Fig. 6. Forest plot for the meta-analysis of EF before and after surgery
Fig. 7. Forest plot for the meta-analysis of EF before and one year after surgery
Dynamics of pulmonary capillary wedge pressure (PCWP)
In this study, 4 publications were analyzed, which described the results of examinations of a total of 348 patients. The main focus was on the change in the PCWP indicator before and after surgical intervention. For a deeper analysis, a meta-analytic assessment of the differences in mean PCWP values in patients before and after the operation was conducted. The results presented in forest plot (Figure 8) demonstrate a statistically significant (p = 0.001) overall reduction of this indicator in the early period after surgery by 4 mmHg (95% CI: 1.6–6.3), with significant heterogeneity observed (Tau² = 3.6; Q(df – 3) = 8.13; p = 0.043; I² = 63.1). The meta-analytic assessment did not reveal significant changes in PCWP one year after the operation compared to preoperative levels (MD = 3.4 mmHg; 95% CI: –0.74–7.5, p = 0.107). Significant heterogeneity was noted among the studied parameters (Tau² = 9.32; Q(df-2) = 6.6; p = 0.037; I² = 69.7).

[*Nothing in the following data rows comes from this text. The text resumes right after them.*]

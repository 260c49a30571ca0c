//! Named channel matcher
//!
//! One-shot directory used during elaboration: a SEND and a RECV that
//! register under the same name are bound as soon as the second one
//! arrives. Anything still pending at route time is reported as dangling.
//!
//! Runs once per channel, so a single mutex over two ordered maps is all
//! the concurrency control it needs.

use crate::channel::{self, LiRecv, LiSend, RecvLink, SendLink, LINC_QUEUE_DEPTH};
use crate::error::{ChannelSide, LeapError, LeapResult};
use crate::{kdebug, kerror, kwarn};

use std::any::{Any, TypeId};
use std::collections::BTreeMap;
use std::sync::{Arc, Mutex};

/// Outcome of registering a named half-channel
#[derive(Debug, Clone, PartialEq, Eq)]
pub enum Matched {
    /// A peer was waiting; both ends are now connected. Holds the peer's name.
    Bound(String),
    /// No peer yet; the endpoint is pending
    Pending,
}

/// A named endpoint nobody matched
#[derive(Debug, Clone, PartialEq, Eq)]
pub struct DanglingChannel {
    pub name: String,
    pub side: ChannelSide,
    pub type_name: &'static str,
}

/// What a router resolved
#[derive(Debug, Clone, Default)]
pub struct RouteReport {
    pub bound: usize,
    pub dangling: Vec<DanglingChannel>,
}

/// Something the context asks to resolve its channels during `route()`
pub trait ChannelRouter: Send + Sync {
    fn name(&self) -> &str;

    /// Resolve what can be resolved and report the rest. Must not fail:
    /// dangling channels are tolerated.
    fn route(&self) -> RouteReport;
}

struct Pending {
    type_id: TypeId,
    type_name: &'static str,
    link: Box<dyn Any + Send + Sync>,
}

impl Pending {
    fn new<L: Any + Send + Sync, T: 'static>(link: L) -> Self {
        Self {
            type_id: TypeId::of::<T>(),
            type_name: std::any::type_name::<T>(),
            link: Box::new(link),
        }
    }
}

#[derive(Default)]
struct Tables {
    sends: BTreeMap<String, Pending>,
    recvs: BTreeMap<String, Pending>,
    bound: usize,
}

pub struct ChannelMatcher {
    depth: usize,
    tables: Mutex<Tables>,
}

impl Default for ChannelMatcher {
    fn default() -> Self {
        Self::new(LINC_QUEUE_DEPTH)
    }
}

impl ChannelMatcher {
    /// Matcher whose bound channels get queues of `depth` entries
    pub fn new(depth: usize) -> Self {
        Self { depth, tables: Mutex::new(Tables::default()) }
    }

    pub fn queue_depth(&self) -> usize {
        self.depth
    }

    /// Create a named SEND and register it
    pub fn send<T: Send + 'static>(&self, name: &str) -> LeapResult<LiSend<T>> {
        let send = LiSend::new(name);
        self.register_send(&send)?;
        Ok(send)
    }

    /// Create a named RECV and register it
    pub fn recv<T: Send + 'static>(&self, name: &str) -> LeapResult<LiRecv<T>> {
        let recv = LiRecv::new(name);
        self.register_recv(&recv)?;
        Ok(recv)
    }

    /// Register a SEND. A duplicate name or a payload type clash is fatal
    /// to elaboration and is logged here.
    pub fn register_send<T: Send + 'static>(&self, send: &LiSend<T>) -> LeapResult<Matched> {
        self.bind_send(send).inspect_err(|e| kerror!("matcher: {}", e))
    }

    /// Register a RECV; failures are logged like `register_send`
    pub fn register_recv<T: Send + 'static>(&self, recv: &LiRecv<T>) -> LeapResult<Matched> {
        self.bind_recv(recv).inspect_err(|e| kerror!("matcher: {}", e))
    }

    fn bind_send<T: Send + 'static>(&self, send: &LiSend<T>) -> LeapResult<Matched> {
        let name = send.name().to_string();
        let mut tables = self.tables.lock().unwrap();

        if let Some(peer) = tables.recvs.get(&name) {
            if peer.type_id != TypeId::of::<T>() {
                return Err(LeapError::TypeMismatch {
                    name,
                    send_type: std::any::type_name::<T>(),
                    recv_type: peer.type_name,
                });
            }
            let peer = tables.recvs.remove(&name).map(|p| p.link);
            if let Some(recv) = peer.and_then(|l| l.downcast::<Arc<RecvLink<T>>>().ok()) {
                channel::link(&send.link, &recv, self.depth);
                tables.bound += 1;
                kdebug!("matcher: bound '{}'", name);
                return Ok(Matched::Bound(recv.name.clone()));
            }
        }

        if tables.sends.contains_key(&name) {
            return Err(LeapError::DuplicateChannel { name, side: ChannelSide::Send });
        }
        tables
            .sends
            .insert(name, Pending::new::<_, T>(Arc::clone(&send.link)));
        Ok(Matched::Pending)
    }

    fn bind_recv<T: Send + 'static>(&self, recv: &LiRecv<T>) -> LeapResult<Matched> {
        let name = recv.name().to_string();
        let mut tables = self.tables.lock().unwrap();

        if let Some(peer) = tables.sends.get(&name) {
            if peer.type_id != TypeId::of::<T>() {
                return Err(LeapError::TypeMismatch {
                    name,
                    send_type: peer.type_name,
                    recv_type: std::any::type_name::<T>(),
                });
            }
            let peer = tables.sends.remove(&name).map(|p| p.link);
            if let Some(send) = peer.and_then(|l| l.downcast::<Arc<SendLink<T>>>().ok()) {
                channel::link(&send, &recv.link, self.depth);
                tables.bound += 1;
                kdebug!("matcher: bound '{}'", name);
                return Ok(Matched::Bound(send.name.clone()));
            }
        }

        if tables.recvs.contains_key(&name) {
            return Err(LeapError::DuplicateChannel { name, side: ChannelSide::Recv });
        }
        tables
            .recvs
            .insert(name, Pending::new::<_, T>(Arc::clone(&recv.link)));
        Ok(Matched::Pending)
    }

    /// Number of endpoints still waiting for a peer
    pub fn pending(&self) -> usize {
        let tables = self.tables.lock().unwrap();
        tables.sends.len() + tables.recvs.len()
    }

    pub fn bound(&self) -> usize {
        self.tables.lock().unwrap().bound
    }

    pub fn dangling(&self) -> Vec<DanglingChannel> {
        let tables = self.tables.lock().unwrap();
        let sends = tables.sends.iter().map(|(name, p)| DanglingChannel {
            name: name.clone(),
            side: ChannelSide::Send,
            type_name: p.type_name,
        });
        let recvs = tables.recvs.iter().map(|(name, p)| DanglingChannel {
            name: name.clone(),
            side: ChannelSide::Recv,
            type_name: p.type_name,
        });
        sends.chain(recvs).collect()
    }
}

impl ChannelRouter for ChannelMatcher {
    fn name(&self) -> &str {
        "li-matcher"
    }

    fn route(&self) -> RouteReport {
        let dangling = self.dangling();
        for d in &dangling {
            kwarn!("route: dangling {} '{}' ({})", d.side, d.name, d.type_name);
        }
        RouteReport { bound: self.bound(), dangling }
    }
}

#[cfg(test)]
mod tests {
    use super::*;

    #[test]
    fn test_send_then_recv_binds() {
        let m = ChannelMatcher::new(4);
        let tx = m.send::<u32>("x").unwrap();
        assert_eq!(m.pending(), 1);
        let rx = LiRecv::<u32>::new("x");
        assert_eq!(m.register_recv(&rx).unwrap(), Matched::Bound("x".into()));
        assert_eq!(m.pending(), 0);
        assert_eq!(m.bound(), 1);

        tx.enq(42);
        assert_eq!(rx.peek(), Some(42));
    }

    #[test]
    fn test_recv_then_send_binds() {
        let m = ChannelMatcher::default();
        let rx = m.recv::<String>("name").unwrap();
        let tx = m.send::<String>("name").unwrap();
        tx.enq("hi".to_string());
        assert_eq!(rx.deq().as_deref(), Some("hi"));
        assert_eq!(m.queue_depth(), LINC_QUEUE_DEPTH);
    }

    #[test]
    fn test_duplicate_same_side_fails() {
        let m = ChannelMatcher::default();
        let _a = m.send::<u8>("dup").unwrap();
        let before = crate::kprint::errors_logged();
        let err = m.send::<u8>("dup").unwrap_err();
        assert!(crate::kprint::errors_logged() > before);
        assert_eq!(
            err,
            LeapError::DuplicateChannel { name: "dup".into(), side: ChannelSide::Send }
        );
    }

    #[test]
    fn test_type_mismatch_fails() {
        let m = ChannelMatcher::default();
        let _tx = m.send::<u8>("t").unwrap();
        let before = crate::kprint::errors_logged();
        match m.recv::<u64>("t") {
            Err(LeapError::TypeMismatch { name, .. }) => assert_eq!(name, "t"),
            other => panic!("expected type mismatch, got {:?}", other.map(|_| ())),
        }
        assert!(crate::kprint::errors_logged() > before);
        // The pending SEND is untouched
        assert_eq!(m.pending(), 1);
    }

    #[test]
    fn test_route_reports_dangling() {
        let m = ChannelMatcher::default();
        let _tx = m.send::<u8>("lonely-send").unwrap();
        let _rx = m.recv::<u16>("lonely-recv").unwrap();
        let _a = m.send::<u8>("pair").unwrap();
        let _b = m.recv::<u8>("pair").unwrap();

        let report = m.route();
        assert_eq!(report.bound, 1);
        let names: Vec<_> = report.dangling.iter().map(|d| d.name.as_str()).collect();
        assert_eq!(names, vec!["lonely-send", "lonely-recv"]);
        assert_eq!(report.dangling[1].side, ChannelSide::Recv);
    }
}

Fig. 8. Forest plot for the meta-analysis of PCWP before and after surgery
Dynamics of changes in cardiac index and stroke volume index
In this study, a meta-analysis of four scientific publications was conducted, which described the results of examinations of a total of 486 patients. A meta-analysis of the difference in mean cardiac index (CI) values in patients before and after the operation was performed (Figure 9). During the meta-analytic assessment aimed at identifying changes in cardiac index, no significant changes were found postoperatively compared to the preoperative period (MD = –0.11; 95% CI: –0.23–0.01, p = 0.07). The heterogeneity observed was moderate (Tau² = 0.007; Q(df – 3) = 5.5; p = 0.14; I² = 45.3).
A meta-analysis of stroke volume index (SVI) based on three scientific publications, including 312 patients (Figure 10), revealed a reduction in this indicator in the early postoperative period by 7.47 mL/m² (95% CI: 5.7–9.2, p < 0.001) with insignificant heterogeneity (Tau² = 0; Q(df – 2) = 0.315; p = 0.854; I² = 7.47).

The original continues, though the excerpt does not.